Retype every line of the records exactly.

(Collected data entries)
==*==
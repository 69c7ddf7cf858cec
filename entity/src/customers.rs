use crate::Id;
use sea_orm::entity::prelude::*;
use serde::{Deserialize, Serialize};
use utoipa::ToSchema;

#[derive(Clone, Debug, PartialEq, DeriveEntityModel, Eq, ToSchema, Serialize, Deserialize)]
#[schema(as = domain::customers::Model)] // OpenAPI schema
#[sea_orm(schema_name = "glowdesk_platform", table_name = "customers")]
pub struct Model {
    #[serde(skip_deserializing)]
    #[sea_orm(primary_key)]
    pub id: Id,
    pub tenant_id: Id,
    pub first_name: String,
    pub last_name: String,
    pub email: Option<String>,
    pub phone: Option<String>,
    #[serde(skip_deserializing)]
    #[schema(value_type = String, format = DateTime)] // Applies to OpenAPI schema
    pub created_at: DateTimeWithTimeZone,
    #[serde(skip_deserializing)]
    #[schema(value_type = String, format = DateTime)] // Applies to OpenAPI schema
    pub updated_at: DateTimeWithTimeZone,
}

#[derive(Copy, Clone, Debug, EnumIter, DeriveRelation)]
pub enum Relation {
    #[sea_orm(
        belongs_to = "super::tenants::Entity",
        from = "Column::TenantId",
        to = "super::tenants::Column::Id",
        on_update = "NoAction",
        on_delete = "Cascade"
    )]
    Tenants,
    #[sea_orm(has_many = "super::appointments::Entity")]
    Appointments,
    #[sea_orm(has_many = "super::waitlist_entries::Entity")]
    WaitlistEntries,
}

impl ActiveModelBehavior for ActiveModel {}

impl Related<super::tenants::Entity> for Entity {
    fn to() -> RelationDef {
        Relation::Tenants.def()
    }
}

impl Related<super::appointments::Entity> for Entity {
    fn to() -> RelationDef {
        Relation::Appointments.def()
    }
}

impl Related<super::waitlist_entries::Entity> for Entity {
    fn to() -> RelationDef {
        Relation::WaitlistEntries.def()
    }
}
use crate::controller::ApiResponse;
use crate::extractors::{
    authenticated_user::AuthenticatedUser, compare_api_version::CompareApiVersion,
};
use crate::params::dashboard::ViewParams;
use crate::{AppState, Error};
use axum::extract::{Path, Query, State};
use axum::http::StatusCode;
use axum::response::IntoResponse;
use axum::Json;
use domain::{employee as EmployeeApi, employees, employees::Model, Id};
use service::config::ApiVersion;

use log::*;

#[utoipa::path(
    get,
    path = "/employees",
    params(
        ApiVersion,
        ViewParams
    ),
    responses(
        (status = 200, description = "Successfully retrieved all Employees for a tenant", body = [employees::Model]),
        (status = 401, description = "Unauthorized"),
        (status = 405, description = "Method not allowed")
    ),
    security(
        ("cookie_auth" = [])
    )
)]
pub async fn index(
    CompareApiVersion(_v): CompareApiVersion,
    AuthenticatedUser(_user): AuthenticatedUser,
    State(app_state): State<AppState>,
    Query(params): Query<ViewParams>,
) -> Result<impl IntoResponse, Error> {
    debug!("GET all Employees for tenant: {}", params.tenant_id);

    let employees =
        EmployeeApi::find_by_tenant(app_state.db_conn_ref(), params.tenant_id).await?;

    Ok(Json(ApiResponse::new(StatusCode::OK.into(), employees)))
}

/// POST create a new Employee
#[utoipa::path(
    post,
    path = "/employees",
    params(ApiVersion),
    request_body = employees::Model,
    responses(
        (status = 201, description = "Successfully Created a new Employee", body = [employees::Model]),
        (status = 401, description = "Unauthorized"),
        (status = 422, description = "Unprocessable Entity")
    ),
    security(
        ("cookie_auth" = [])
    )
)]
pub async fn create(
    CompareApiVersion(_v): CompareApiVersion,
    AuthenticatedUser(_user): AuthenticatedUser,
    State(app_state): State<AppState>,
    Json(employee_model): Json<Model>,
) -> Result<impl IntoResponse, Error> {
    debug!("POST Create a new Employee from: {:?}", employee_model);

    let employee = EmployeeApi::create(app_state.db_conn_ref(), employee_model).await?;

    Ok(Json(ApiResponse::new(StatusCode::CREATED.into(), employee)))
}

/// PUT update an Employee
#[utoipa::path(
    put,
    path = "/employees/{id}",
    params(
        ApiVersion,
        ("id" = Id, Path, description = "Employee ID to Update")
    ),
    request_body = employees::Model,
    responses(
        (status = 200, description = "Successfully updated an Employee", body = [employees::Model]),
        (status = 401, description = "Unauthorized"),
        (status = 404, description = "Employee not found")
    ),
    security(
        ("cookie_auth" = [])
    )
)]
pub async fn update(
    CompareApiVersion(_v): CompareApiVersion,
    AuthenticatedUser(_user): AuthenticatedUser,
    State(app_state): State<AppState>,
    Path(id): Path<Id>,
    Json(employee_model): Json<Model>,
) -> Result<impl IntoResponse, Error> {
    debug!("PUT Update Employee with id: {id}");

    let employee = EmployeeApi::update(app_state.db_conn_ref(), id, employee_model).await?;

    Ok(Json(ApiResponse::new(StatusCode::OK.into(), employee)))
}

/// DELETE an Employee
#[utoipa::path(
    delete,
    path = "/employees/{id}",
    params(
        ApiVersion,
        ("id" = Id, Path, description = "Employee ID to Delete")
    ),
    responses(
        (status = 200, description = "Successfully deleted an Employee"),
        (status = 401, description = "Unauthorized"),
        (status = 404, description = "Employee not found")
    ),
    security(
        ("cookie_auth" = [])
    )
)]
pub async fn delete(
    CompareApiVersion(_v): CompareApiVersion,
    AuthenticatedUser(_user): AuthenticatedUser,
    State(app_state): State<AppState>,
    Path(id): Path<Id>,
) -> Result<impl IntoResponse, Error> {
    debug!("DELETE Employee by id: {id}");

    EmployeeApi::delete_by_id(app_state.db_conn_ref(), id).await?;

    Ok(Json(ApiResponse::<()>::no_content(StatusCode::OK.into())))
}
==*==
Exercise answer:
repository 69c7ddf7cf858cec
filename entity/src/customers.rs
use crate::Id;
use sea_orm::entity::prelude::*;
use serde::{Deserialize, Serialize};
use utoipa::ToSchema;

#[derive(Clone, Debug, PartialEq, DeriveEntityModel, Eq, ToSchema, Serialize, Deserialize)]
#[schema(as = domain::customers::Model)] // OpenAPI schema
#[sea_orm(schema_name = "glowdesk_platform", table_name = "customers")]
pub struct Model {
    #[serde(skip_deserializing)]
    #[sea_orm(primary_key)]
    pub id: Id,
    pub tenant_id: Id,
    pub first_name: String,
    pub last_name: String,
    pub email: Option<String>,
    pub phone: Option<String>,
    #[serde(skip_deserializing)]
    #[schema(value_type = String, format = DateTime)] // Applies to OpenAPI schema
    pub created_at: DateTimeWithTimeZone,
    #[serde(skip_deserializing)]
    #[schema(value_type = String, format = DateTime)] // Applies to OpenAPI schema
    pub updated_at: DateTimeWithTimeZone,
}

#[derive(Copy, Clone, Debug, EnumIter, DeriveRelation)]
pub enum Relation {
    #[sea_orm(
        belongs_to = "super::tenants::Entity",
        from = "Column::TenantId",
        to = "super::tenants::Column::Id",
        on_update = "NoAction",
        on_delete = "Cascade"
    )]
    Tenants,
    #[sea_orm(has_many = "super::appointments::Entity")]
    Appointments,
    #[sea_orm(has_many = "super::waitlist_entries::Entity")]
    WaitlistEntries,
}

impl ActiveModelBehavior for ActiveModel {}

impl Related<super::tenants::Entity> for Entity {
    fn to() -> RelationDef {
        Relation::Tenants.def()
    }
}

impl Related<super::appointments::Entity> for Entity {
    fn to() -> RelationDef {
        Relation::Appointments.def()
    }
}

impl Related<super::waitlist_entries::Entity> for Entity {
    fn to() -> RelationDef {
        Relation::WaitlistEntries.def()
    }
}
use crate::controller::ApiResponse;
use crate::extractors::{
    authenticated_user::AuthenticatedUser, compare_api_version::CompareApiVersion,
};
use crate::params::dashboard::ViewParams;
use crate::{AppState, Error};
use axum::extract::{Path, Query, State};
use axum::http::StatusCode;
use axum::response::IntoResponse;
use axum::Json;
use domain::{employee as EmployeeApi, employees, employees::Model, Id};
use service::config::ApiVersion;

use log::*;

#[utoipa::path(
    get,
    path = "/employees",
    params(
        ApiVersion,
        ViewParams
    ),
    responses(
        (status = 200, description = "Successfully retrieved all Employees for a tenant", body = [employees::Model]),
        (status = 401, description = "Unauthorized"),
        (status = 405, description = "Method not allowed")
    ),
    security(
        ("cookie_auth" = [])
    )
)]
pub async fn index(
    CompareApiVersion(_v): CompareApiVersion,
    AuthenticatedUser(_user): AuthenticatedUser,
    State(app_state): State<AppState>,
    Query(params): Query<ViewParams>,
) -> Result<impl IntoResponse, Error> {
    debug!("GET all Employees for tenant: {}", params.tenant_id);

    let employees =
        EmployeeApi::find_by_tenant(app_state.db_conn_ref(), params.tenant_id).await?;

    Ok(Json(ApiResponse::new(StatusCode::OK.into(), employees)))
}

/// POST create a new Employee
#[utoipa::path(
    post,
    path = "/employees",
    params(ApiVersion),
    request_body = employees::Model,
    responses(
        (status = 201, description = "Successfully Created a new Employee", body = [employees::Model]),
        (status = 401, description = "Unauthorized"),
        (status = 422, description = "Unprocessable Entity")
    ),
    security(
        ("cookie_auth" = [])
    )
)]
pub async fn create(
    CompareApiVersion(_v): CompareApiVersion,
    AuthenticatedUser(_user): AuthenticatedUser,
    State(app_state): State<AppState>,
    Json(employee_model): Json<Model>,
) -> Result<impl IntoResponse, Error> {
    debug!("POST Create a new Employee from: {:?}", employee_model);

    let employee = EmployeeApi::create(app_state.db_conn_ref(), employee_model).await?;

    Ok(Json(ApiResponse::new(StatusCode::CREATED.into(), employee)))
}

/// PUT update an Employee
#[utoipa::path(
    put,
    path = "/employees/{id}",
    params(
        ApiVersion,
        ("id" = Id, Path, description = "Employee ID to Update")
    ),
    request_body = employees::Model,
    responses(
        (status = 200, description = "Successfully updated an Employee", body = [employees::Model]),
        (status = 401, description = "Unauthorized"),
        (status = 404, description = "Employee not found")
    ),
    security(
        ("cookie_auth" = [])
    )
)]
pub async fn update(
    CompareApiVersion(_v): CompareApiVersion,
    AuthenticatedUser(_user): AuthenticatedUser,
    State(app_state): State<AppState>,
    Path(id): Path<Id>,
    Json(employee_model): Json<Model>,
) -> Result<impl IntoResponse, Error> {
    debug!("PUT Update Employee with id: {id}");

    let employee = EmployeeApi::update(app_state.db_conn_ref(), id, employee_model).await?;

    Ok(Json(ApiResponse::new(StatusCode::OK.into(), employee)))
}

/// DELETE an Employee
#[utoipa::path(
    delete,
    path = "/employees/{id}",
    params(
        ApiVersion,
        ("id" = Id, Path, description = "Employee ID to Delete")
    ),
    responses(
        (status = 200, description = "Successfully deleted an Employee"),
        (status = 401, description = "Unauthorized"),
        (status = 404, description = "Employee not found")
    ),
    security(
        ("cookie_auth" = [])
    )
)]
pub async fn delete(
    CompareApiVersion(_v): CompareApiVersion,
    AuthenticatedUser(_user): AuthenticatedUser,
    State(app_state): State<AppState>,
    Path(id): Path<Id>,
) -> Result<impl IntoResponse, Error> {
    debug!("DELETE Employee by id: {id}");

    EmployeeApi::delete_by_id(app_state.db_conn_ref(), id).await?;

    Ok(Json(ApiResponse::<()>::no_content(StatusCode::OK.into())))
}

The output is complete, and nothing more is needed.